How Authors Can P— Off Potential Readers

Guest Post by Irene Watson

There is absolutely no excuse to be pushy and behave like a used car salesperson trying to sell a lemon when marketing a book. I have seen way too many turn-offs recently, especially with most of marketing being done online and through social media. 

As authors, we need to promote our books, but there is a right and a wrong way to market and wanting to sell a book is no excuse for doing things to p— off potential readers.  Here are some examples of ways I’ve seen authors try to sell their books that have been a total turn-off for me. I’ve listed them in order from what are, in my opinion, least to most annoying.

Lying about Your Book’s Greatness

I’ve seen authors lie about how wonderful their books are in several ways.

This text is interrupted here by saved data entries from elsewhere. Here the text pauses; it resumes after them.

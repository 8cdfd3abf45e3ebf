use std::io;
use std::path::PathBuf;

use thiserror::Error;

use crate::validation::ValidationReport;

/// Errors raised while defining or looking up a schema.
///
/// All of these abort the requested mutation before anything is changed.
#[derive(Debug, Error, Clone, PartialEq, Eq)]
pub enum SchemaError {
    #[error("Field '{0}' already exists in this schema")]
    DuplicateFieldName(String),

    #[error("Register '{0}' already exists")]
    DuplicateRegisterName(String),

    #[error("Register not found: {0}")]
    RegisterNotFound(String),

    #[error("Field index {index} is out of range for a schema of {len} fields")]
    FieldIndexOutOfRange { index: usize, len: usize },

    /// A selection field was defined without any choices.
    #[error("Field '{0}' needs at least one choice")]
    MissingChoices(String),

    #[error("Invalid constraint on field '{field}': {reason}")]
    InvalidConstraint { field: String, reason: String },

    #[error("Invalid formula on field '{field}': {reason}")]
    InvalidFormula { field: String, reason: String },

    #[error("Field names must not be empty")]
    EmptyFieldName,

    #[error("Register names must not be empty")]
    EmptyRegisterName,
}

/// Failures of the host document store.
#[derive(Debug, Error)]
pub enum PersistenceError {
    #[error("I/O error on {path}: {source}")]
    Io {
        path: PathBuf,
        #[source]
        source: io::Error,
    },

    #[error("Failed to encode document: {0}")]
    Encode(#[source] serde_json::Error),

    #[error("Failed to decode document: {0}")]
    Decode(#[source] serde_json::Error),
}

impl PersistenceError {
    pub(crate) fn io(path: impl Into<PathBuf>, source: io::Error) -> Self {
        PersistenceError::Io {
            path: path.into(),
            source,
        }
    }
}

/// Top-level error returned by [`crate::Engine`] operations.
#[derive(Debug, Error)]
pub enum EngineError {
    #[error(transparent)]
    Schema(#[from] SchemaError),

    /// One or more fields failed validation. Nothing was persisted.
    #[error("Validation failed for fields: {}", .0.field_names().join(", "))]
    ValidationFailed(ValidationReport),

    #[error(transparent)]
    Persistence(#[from] PersistenceError),
}

impl From<ValidationReport> for EngineError {
    fn from(report: ValidationReport) -> Self {
        EngineError::ValidationFailed(report)
    }
}

pub type Result<T, E = EngineError> = std::result::Result<T, E>;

  1. Having non-credible book endorsements, both on their websites and books’ back covers. By non-credible, I mean having an endorsement signed by “A.K. in Hawaii” or “A Teacher in San Diego.” If these people don’t want to give their names, they probably don’t support your book enough to want to stand by their comments, and they aren’t going to convince me that your book is worth reading. At the very least, you want full names, and a blurb from Tom Smith isn’t going to mean much to me anyway, unless you’ve written a book about healthcare and he’s Dr. Tom Smith from the Cancer Treatment Center of Miami, or something along those lines. If you can’t get experts on your book’s topic or celebrities or other authors to endorse your book, you’re better off just not including any testimonials so it doesn’t look like false promotion.
  2. False testimonials. Yes, I’ve seen false testimonials and heard authors tell me about them. “A.K. in Hawaii” might be the author’s next door neighbor, a real person who really read the book, but he might just as well be someone the author made up. I know of one author who had a comment page on his website, and about once a week, he would post a comment under a false name raving about his book to try to convince his website visitors how popular and wonderful his book was. The sad thing is that this author’s book truly was terrible, full of grammar mistakes and typos and badly printed, so anyone who read the book knew those comments had to be lies or written by completely crazy people.

Showing Off Your Big Ego

Too many authors try to promote themselves in ridiculous ways by writing on their websites how their book is a “must read” and contains the answer to all the reader’s problems. If you have to tell readers that, they aren’t going to believe you. Go find some legitimate testimonials from reliable people who will say those things about your book. You are not qualified to judge your own book because you have a vested interest in it.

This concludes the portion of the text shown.